Marina Shatalova has been trying for years to get enough points so the Australian government will let her stay permanently.
“It has been a very emotional and difficult journey,” she told the ABC.
“I am Russian and there is no home for me in that country because of the political situation.”
With the unemployment rate at record lows, the federal government has made finding skilled workers from overseas a priority and promised to make the pathway to permanent residency easier.
But many qualified applicants already living here are struggling with a byzantine visa system in which they are given points based on their educational backgrounds, work experience, language skills, age and other characteristics.
Those with higher point totals are prioritized and have their applications processed more quickly.
Applicants say the system is confusing and occasionally arbitrary, and sometimes the goal posts are moved without warning.
A teacher in Russia, Ms Shatalova first tried to get a skilled independent 189 permanent residency (PR) visa for the same profession.
PR applicants first make an “expression of interest” and if they have enough points the government invites them to apply.
The 189 visa holders aren’t restricted to living and working in regional areas and don’t need a sponsor but have to be under 45 years old and have skills Australia needs.
Ms Shatalova, who immigrated 12 years ago and has a 10-year-old son, got an Australian teaching degree and passed her teaching skills assessment and English proficiency test.
She ended up taking the English test 11 times, costing about $400 a pop, before achieving a “superior English” result, giving her a total of 80 points.
But after lodging her expression of interest, she heard nothing from the government until her teacher skills assessment qualification expired two years later.
“I am educated, healthy, and paying taxes but was never invited to apply for a permanent residency visa even though there has always been a shortage of teachers,” she said.
Sean Dong, a Melbourne-based migration agent, said getting a 189 visa had proven to be difficult in recent years.
“Australia’s immigration system is very complicated,” he said.
“The benchmark for PR invitation is 65 points but for the past two to three years, 189 visa applicants almost had no invitation even though some of them can reach 95 or 100 points.”
Mr Dong said Australia’s skilled migration policies were serving the needs of the international education sector but not employers or migrants.
“It fails to bring solutions to Australia’s labor market,” he said.
“In terms of higher-level skilled migrants, we should use the employer sponsorship visas to adopt the demand-driven model rather than the supply-driven model.
“Australia should grant international students the PR if they can contribute to our society.”
High standards for education and language ability, waiting periods of indeterminate length and rigid work experience requirements are not the only challenges that PR applicants face.
Sunny Patel, who comes from India, got his master’s degree in mechanical engineering from Deakin University in Geelong last year and moved to Sydney.
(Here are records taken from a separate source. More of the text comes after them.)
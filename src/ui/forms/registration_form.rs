//! Registration form rendering

use super::field_renderer::{draw_field, FIELD_HEIGHT};
use crate::app::App;
use crate::state::{FieldKind, Form, FormButton};
use crate::ui::components::{render_action_button, BUTTON_HEIGHT};
use ratatui::{
    layout::{Constraint, Direction, Layout, Rect},
    style::{Color, Style},
    text::{Line, Span},
    widgets::{Block, Borders, Paragraph},
    Frame,
};

/// Draw the form with the action panel on the right
pub fn draw(frame: &mut Frame, area: Rect, app: &App) {
    let main_chunks = Layout::default()
        .direction(Direction::Horizontal)
        .constraints([
            Constraint::Min(40),    // Form area
            Constraint::Length(20), // Action panel
        ])
        .split(area);

    draw_form(frame, main_chunks[0], app);
    draw_action_panel(frame, main_chunks[1], app);
}

/// Draw the four fields
fn draw_form(frame: &mut Frame, area: Rect, app: &App) {
    let mut constraints: Vec<Constraint> = FieldKind::ALL
        .iter()
        .map(|_| Constraint::Length(FIELD_HEIGHT))
        .collect();
    constraints.push(Constraint::Min(0));

    let chunks = Layout::default()
        .direction(Direction::Vertical)
        .constraints(constraints)
        .margin(1)
        .split(area);

    let form = &app.form;
    let border_color = if form.is_action_row_active() {
        Color::DarkGray
    } else {
        Color::Cyan
    };

    let block = Block::default()
        .title(" Registration ")
        .borders(Borders::ALL)
        .border_style(Style::default().fg(border_color));
    frame.render_widget(block, area);

    for field in FieldKind::ALL {
        draw_field(
            frame,
            chunks[field.index()],
            field,
            form.record().get(field),
            form.error(field),
            form.active_field() == field.index(),
        );
    }

    if let Some(path) = &app.last_export {
        let saved = Paragraph::new(Line::from(vec![
            Span::styled(" Last export: ", Style::default().fg(Color::DarkGray)),
            Span::styled(path.display().to_string(), Style::default().fg(Color::Green)),
        ]));
        frame.render_widget(saved, chunks[FieldKind::ALL.len()]);
    }
}

/// Draw the Submit / Reset panel
fn draw_action_panel(frame: &mut Frame, area: Rect, app: &App) {
    let is_focused = app.form.is_action_row_active();
    let border_color = if is_focused {
        Color::Cyan
    } else {
        Color::DarkGray
    };

    let block = Block::default()
        .title(" Actions ")
        .borders(Borders::ALL)
        .border_style(Style::default().fg(border_color));

    let inner_area = block.inner(area);
    frame.render_widget(block, area);

    let button_chunks = Layout::default()
        .direction(Direction::Vertical)
        .constraints([
            Constraint::Length(BUTTON_HEIGHT), // Submit (primary)
            Constraint::Length(BUTTON_HEIGHT), // Reset
            Constraint::Min(0),
        ])
        .split(inner_area);

    for (i, button) in FormButton::ALL.iter().enumerate() {
        let accent = match button {
            FormButton::Submit => Color::Green,
            FormButton::Reset => Color::Gray,
        };
        render_action_button(
            frame,
            button_chunks[i],
            button.label(),
            is_focused && app.form.selected_button == *button,
            accent,
        );
    }
}
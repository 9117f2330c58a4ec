//! Form domain layer
//!
//! This module provides the field rule table, the immutable record and the
//! editing state that the terminal UI drives.

mod error;
mod field;
mod form_state;
mod record;

pub use error::{ValidationError, ValidationErrors};
pub use field::{
    format, format_passport_id, format_password, format_phone, format_username, validate,
    validate_passport_id, validate_password, validate_phone, validate_username, FieldKind,
    FieldRule, PASSPORT_DIGITS, PASSPORT_LETTERS, PASSWORD_LEN, PHONE_LEN,
};
pub use form_state::{Form, FormButton, FormState, ACTION_ROW};
pub use record::FormRecord;
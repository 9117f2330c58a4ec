//! Configuration handling for the form

use crate::submission::{DEFAULT_FILE_NAME, DEFAULT_TOAST_DURATION};
use anyhow::Result;
use directories::{ProjectDirs, UserDirs};
use serde::{Deserialize, Serialize};
use std::fs;
use std::path::PathBuf;
use std::time::Duration;

/// User configuration, every key optional
#[derive(Debug, Clone, Serialize, Deserialize, Default)]
pub struct FormConfig {
    /// Directory the spreadsheet is written to
    pub export_dir: Option<PathBuf>,
    /// Base name of the spreadsheet, without extension
    pub export_file_name: Option<String>,
    /// How long the success toast stays visible
    pub notification_ms: Option<u64>,
    /// Clear the form after a successful submission
    pub reset_on_submit: Option<bool>,
}

impl FormConfig {
    /// Get the config file path
    fn config_path() -> Option<PathBuf> {
        ProjectDirs::from("io", "registration-form", "registration-form")
            .map(|dirs| dirs.config_dir().join("config.json"))
    }

    /// Load configuration from file
    pub fn load() -> Result<Self> {
        let path = Self::config_path();

        if let Some(path) = path {
            if path.exists() {
                let content = fs::read_to_string(&path)?;
                let config: FormConfig = serde_json::from_str(&content)?;
                tracing::debug!("Loaded config from {}", path.display());
                return Ok(config);
            }
        }

        Ok(Self::default())
    }

    /// Export directory: configured, else the download dir, else the working dir
    pub fn export_dir(&self) -> PathBuf {
        self.export_dir
            .clone()
            .or_else(|| UserDirs::new().and_then(|d| d.download_dir().map(PathBuf::from)))
            .unwrap_or_else(|| PathBuf::from("."))
    }

    pub fn export_file_name(&self) -> &str {
        self.export_file_name
            .as_deref()
            .unwrap_or(DEFAULT_FILE_NAME)
    }

    pub fn notification_duration(&self) -> Duration {
        self.notification_ms
            .map(Duration::from_millis)
            .unwrap_or(DEFAULT_TOAST_DURATION)
    }

    pub fn reset_on_submit(&self) -> bool {
        self.reset_on_submit.unwrap_or(false)
    }
}
//! Layout components (content area and status bar)

use crate::app::App;
use crate::platform::{PASTE_SHORTCUT, SUBMIT_SHORTCUT};
use ratatui::{
    layout::{Constraint, Direction, Layout, Rect},
    style::{Color, Style},
    text::{Line, Span},
    widgets::Paragraph,
    Frame,
};

/// Split off the bottom line for the status bar, returning (content, status)
pub fn create_layout(area: Rect) -> (Rect, Rect) {
    let chunks = Layout::default()
        .direction(Direction::Vertical)
        .constraints([
            Constraint::Min(0),    // Content
            Constraint::Length(1), // Status bar
        ])
        .split(area);

    (chunks[0], chunks[1])
}

/// Draw the status bar
pub fn draw_status_bar(frame: &mut Frame, area: Rect, app: &App) {
    let mut spans = vec![Span::styled(
        format!(" {} ", view_hints(app)),
        Style::default().fg(Color::Gray),
    )];

    if let Some(msg) = &app.status_message {
        let color = if app.form.has_errors() {
            Color::Red
        } else {
            Color::Green
        };
        spans.push(Span::raw("| "));
        spans.push(Span::styled(msg, Style::default().fg(color)));
    }

    let status = Paragraph::new(Line::from(spans)).style(Style::default().bg(Color::DarkGray));
    frame.render_widget(status, area);

    let quit_hint = " ^C:quit ";
    let quit_area = Rect {
        x: area.x + area.width.saturating_sub(quit_hint.len() as u16),
        y: area.y,
        width: (quit_hint.len() as u16).min(area.width),
        height: 1,
    };
    let quit_widget =
        Paragraph::new(quit_hint).style(Style::default().bg(Color::DarkGray).fg(Color::Gray));
    frame.render_widget(quit_widget, quit_area);
}

/// Keyboard hints for the focused row
fn view_hints(app: &App) -> String {
    if app.has_errors() {
        "Enter/Esc:dismiss".to_string()
    } else if app.form.is_action_row_active() {
        format!("←/→:button  Enter:press  Tab:next  {SUBMIT_SHORTCUT}:submit  ^R:reset")
    } else {
        format!("Tab:next  {PASTE_SHORTCUT}:paste  {SUBMIT_SHORTCUT}:submit  ^R:reset")
    }
}
//! In-terminal success notification

use super::traits::Notifier;
use std::time::{Duration, Instant};

/// How long a toast stays up unless configured otherwise
pub const DEFAULT_TOAST_DURATION: Duration = Duration::from_millis(4500);

/// A visible notice
#[derive(Debug, Clone, PartialEq, Eq)]
pub struct Toast {
    pub title: String,
    pub description: String,
    shown_at: Instant,
}

impl Toast {
    fn is_expired(&self, ttl: Duration) -> bool {
        self.shown_at.elapsed() >= ttl
    }
}

/// Notifier that keeps the latest toast for the UI to draw
#[derive(Debug, Clone)]
pub struct ToastNotifier {
    current: Option<Toast>,
    ttl: Duration,
}

impl Default for ToastNotifier {
    fn default() -> Self {
        Self::new(DEFAULT_TOAST_DURATION)
    }
}

impl ToastNotifier {
    pub fn new(ttl: Duration) -> Self {
        Self { current: None, ttl }
    }

    /// Toast to draw, if one is still up
    pub fn current(&self) -> Option<&Toast> {
        self.current.as_ref()
    }

    /// Drop the toast once its time is up
    pub fn tick(&mut self) {
        if self.current.as_ref().is_some_and(|t| t.is_expired(self.ttl)) {
            self.current = None;
        }
    }

    pub fn dismiss(&mut self) {
        self.current = None;
    }
}

impl Notifier for ToastNotifier {
    fn success(&mut self, title: &str, description: &str) {
        tracing::debug!("Showing toast: {title}");
        self.current = Some(Toast {
            title: title.to_string(),
            description: description.to_string(),
            shown_at: Instant::now(),
        });
    }
}

#[cfg(test)]
mod tests {
    use super::*;

    #[test]
    fn test_success_sets_toast() {
        let mut toasts = ToastNotifier::default();
        assert!(toasts.current().is_none());
        toasts.success("Done", "All good");
        let toast = toasts.current().unwrap();
        assert_eq!(toast.title, "Done");
        assert_eq!(toast.description, "All good");
    }

    #[test]
    fn test_tick_keeps_fresh_toast() {
        let mut toasts = ToastNotifier::new(Duration::from_secs(60));
        toasts.success("Done", "");
        toasts.tick();
        assert!(toasts.current().is_some());
    }

    #[test]
    fn test_tick_clears_expired_toast() {
        let mut toasts = ToastNotifier::new(Duration::ZERO);
        toasts.success("Done", "");
        toasts.tick();
        assert!(toasts.current().is_none());
    }

    #[test]
    fn test_dismiss() {
        let mut toasts = ToastNotifier::default();
        toasts.success("Done", "");
        toasts.dismiss();
        assert!(toasts.current().is_none());
    }
}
The 25-year-old had planned to apply for the 190 visa, a PR for applicants that have skills identified as lacking in the state.
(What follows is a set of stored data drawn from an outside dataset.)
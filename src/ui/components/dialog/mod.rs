//! Dialog components for TUI

mod base;
mod error_dialog;
mod toast;

pub use error_dialog::render_error_dialog;
pub use toast::render_toast;
//! Base dialog component

use ratatui::{
    layout::Rect,
    style::{Color, Modifier, Style},
    text::{Line, Span},
    widgets::{Block, Borders, Clear, Paragraph},
    Frame,
};

/// Where a dialog is placed on screen
#[derive(Debug, Clone, Copy, PartialEq, Eq, Default)]
pub enum DialogPosition {
    #[default]
    Center,
    TopRight,
}

/// Configuration for rendering a dialog
pub struct DialogConfig<'a> {
    /// Dialog title
    pub title: &'a str,
    /// Title color
    pub title_color: Color,
    /// Border color
    pub border_color: Color,
    /// Message content (can be multi-line with \n)
    pub message: &'a str,
    /// Hint text shown at the bottom (e.g., "Press Enter to dismiss")
    pub hint: Option<Vec<Span<'a>>>,
    /// Maximum width of the dialog
    pub max_width: u16,
    pub position: DialogPosition,
}

impl<'a> Default for DialogConfig<'a> {
    fn default() -> Self {
        Self {
            title: "Dialog",
            title_color: Color::White,
            border_color: Color::White,
            message: "",
            hint: None,
            max_width: 60,
            position: DialogPosition::Center,
        }
    }
}

/// Render a dialog overlay
pub fn render_dialog(frame: &mut Frame, config: DialogConfig) {
    let area = frame.area();
    let padding = 4u16; // 2 chars padding on each side
    let max_line_width = (config.max_width - padding) as usize;

    let wrapped_lines = wrap_text(config.message, max_line_width);
    let line_count = wrapped_lines.len();

    // Width in columns, not bytes: messages carry non-ASCII text
    let content_width = wrapped_lines
        .iter()
        .map(|l| l.chars().count())
        .max()
        .unwrap_or(0)
        .max(config.title.chars().count()) as u16;
    let dialog_width = (content_width + padding + 2)
        .min(config.max_width)
        .min(area.width);

    // Height: title + blank + message lines + blank (if hint) + hint + borders
    let hint_lines = if config.hint.is_some() { 2 } else { 0 };
    let dialog_height = (2 + line_count as u16 + hint_lines + 2)
        .max(5)
        .min(area.height);

    let (dialog_x, dialog_y) = match config.position {
        DialogPosition::Center => (
            area.x + (area.width.saturating_sub(dialog_width)) / 2,
            area.y + (area.height.saturating_sub(dialog_height)) / 2,
        ),
        DialogPosition::TopRight => (
            area.x + area.width.saturating_sub(dialog_width + 1),
            area.y + 1,
        ),
    };

    // TopRight sits one row down, so clip to the frame on short terminals
    let dialog_area = Rect {
        x: dialog_x,
        y: dialog_y,
        width: dialog_width,
        height: dialog_height,
    }
    .intersection(area);

    // Clear the area behind the dialog
    frame.render_widget(Clear, dialog_area);

    let mut content = vec![
        Line::from(Span::styled(
            config.title,
            Style::default()
                .fg(config.title_color)
                .add_modifier(Modifier::BOLD),
        )),
        Line::from(""),
    ];

    for line in wrapped_lines {
        content.push(Line::from(line));
    }

    if let Some(hint_spans) = config.hint {
        content.push(Line::from(""));
        content.push(Line::from(hint_spans));
    }

    let dialog = Paragraph::new(content)
        .block(
            Block::default()
                .borders(Borders::ALL)
                .border_style(Style::default().fg(config.border_color))
                .style(Style::default().bg(Color::Black)),
        )
        .style(Style::default().bg(Color::Black));

    frame.render_widget(dialog, dialog_area);
}

/// Wrap text to fit within a maximum width
fn wrap_text(text: &str, max_width: usize) -> Vec<String> {
    let mut lines = Vec::new();

    for paragraph in text.split('\n') {
        if paragraph.is_empty() {
            lines.push(String::new());
            continue;
        }

        let mut current_line = String::new();
        for word in paragraph.split_whitespace() {
            let current_len = current_line.chars().count();
            if current_len + word.chars().count() + 1 > max_width && !current_line.is_empty() {
                lines.push(current_line);
                current_line = String::new();
            }
            if !current_line.is_empty() {
                current_line.push(' ');
            }
            current_line.push_str(word);
        }
        if !current_line.is_empty() {
            lines.push(current_line);
        }
    }

    if lines.is_empty() {
        lines.push(String::new());
    }

    lines
}

#[cfg(test)]
mod tests {
    use super::*;

    #[test]
    fn test_wrap_text_breaks_on_words() {
        let lines = wrap_text("Pasport raqami ikkita harf va 7 ta raqam", 16);
        assert_eq!(lines, vec!["Pasport raqami", "ikkita harf va 7", "ta raqam"]);
    }

    #[test]
    fn test_wrap_text_keeps_blank_lines() {
        assert_eq!(wrap_text("a\n\nb", 10), vec!["a", "", "b"]);
    }

    #[test]
    fn test_wrap_text_empty() {
        assert_eq!(wrap_text("", 10), vec![""]);
    }
}
//! Button component for TUI

use ratatui::{
    layout::Rect,
    style::{Color, Modifier, Style},
    widgets::{Block, Borders, Paragraph},
    Frame,
};

/// Button height in rows (top border + content + bottom border)
pub const BUTTON_HEIGHT: u16 = 3;

/// Render an action button; `accent` colors the label when not selected
pub fn render_action_button(
    frame: &mut Frame,
    area: Rect,
    label: &str,
    is_selected: bool,
    accent: Color,
) {
    let border_style = if is_selected {
        Style::default().fg(Color::Cyan)
    } else {
        Style::default().fg(Color::DarkGray)
    };

    let text_style = if is_selected {
        Style::default()
            .fg(Color::Cyan)
            .add_modifier(Modifier::BOLD)
    } else {
        Style::default().fg(accent)
    };

    let marker = if is_selected { "▸" } else { " " };
    let paragraph = Paragraph::new(format!("{marker}{label} ")).style(text_style);
    let block = Block::default()
        .borders(Borders::ALL)
        .border_style(border_style);

    frame.render_widget(paragraph.block(block), area);
}
//! Field rendering utilities for forms

use crate::state::{FieldKind, ValidationError};
use ratatui::{
    layout::{Constraint, Direction, Layout, Rect},
    style::{Color, Modifier, Style},
    text::{Line, Span},
    widgets::{Block, Borders, Paragraph},
    Frame,
};

/// Rows taken by one field: bordered input plus the inline error line
pub const FIELD_HEIGHT: u16 = 4;

/// Draw a single-line input with its label, placeholder and inline error
pub fn draw_field(
    frame: &mut Frame,
    area: Rect,
    field: FieldKind,
    value: &str,
    error: Option<&ValidationError>,
    is_active: bool,
) {
    let chunks = Layout::default()
        .direction(Direction::Vertical)
        .constraints([Constraint::Length(3), Constraint::Length(1)])
        .split(area);

    let rule = field.rule();
    let border_color = match (error.is_some(), is_active) {
        (true, _) => Color::Red,
        (false, true) => Color::Cyan,
        (false, false) => Color::DarkGray,
    };

    let mut spans = Vec::with_capacity(3);
    if value.is_empty() {
        let hint = match (rule.placeholder, is_active) {
            (Some(placeholder), _) => placeholder,
            (None, false) => "(empty)",
            (None, true) => "",
        };
        spans.push(Span::styled(
            hint,
            Style::default()
                .fg(Color::DarkGray)
                .add_modifier(Modifier::ITALIC),
        ));
    } else {
        let style = if is_active {
            Style::default().fg(Color::White)
        } else {
            Style::default().fg(Color::Gray)
        };
        spans.push(Span::styled(value, style));
    }
    if is_active {
        spans.push(Span::styled("▌", Style::default().fg(Color::Cyan)));
    }

    // Length counter for capped fields
    let title = match rule.max_len {
        Some(max) => format!(" {} ({}/{max}) ", rule.label, value.chars().count()),
        None => format!(" {} ", rule.label),
    };

    let block = Block::default()
        .title(title)
        .borders(Borders::ALL)
        .border_style(Style::default().fg(border_color));
    frame.render_widget(Paragraph::new(Line::from(spans)).block(block), chunks[0]);

    if let Some(err) = error {
        let text = Paragraph::new(Span::styled(
            format!(" {}", err.message()),
            Style::default().fg(Color::Red),
        ));
        frame.render_widget(text, chunks[1]);
    }
}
But on September 7, the NSW government updated its skilled occupation list for visas and significantly lifted the minimum scores for invitation and years of work experience.
Critically for Mr Patel, the mechanical engineer occupation had been removed from the list.
“So all mechanical engineers who have been working here don’t have any chance of getting an invitation for PR,” he said.
Mr Patel only has a temporary graduate visa with less than one year remaining.
“It’s now like a dead end for me and my friends who are working in the same industry,” he said.
Why permanent residency is so important
Apart from the security and government support entitlements PR provides, some employers reportedly discriminate against temporary residents.
Sravan Reddy Palvai, who also comes from India, said that not having permanent residency was the reason he was working as an Uber driver rather than as a software engineer.
Mr Palvai graduated from Charles Sturt University in Melbourne in 2019 with a master’s degree in information technology, a qualification considered to be in high demand in Australia.
With five and half years of overseas work experience, the 32-year-old lodged his expression of interest for a skilled independent PR visa right after graduation.
He’s still waiting to hear back from the government to be invited to apply.
Mr Palvai said he had been interviewed by several Melbourne IT companies but he missed out each time because he only had a temporary visa.
“When I said about my visa condition, they said, ‘Sorry, we are just only looking for permanent residents’,” he said.
Mr Palvai said working in the IT industry was the main reason he came to Australia.
“I used to share all my details with the Uber customers whoever was coming to my car,” he said.
“I tried to explain to each and every one of them like I’m looking for an IT job. My profile is very strong.”
In a statement, the Department of Home Affairs spokesperson told ABC the government acknowledged that migration was critical in addressing Australia’s labor shortages and stimulating economic activity.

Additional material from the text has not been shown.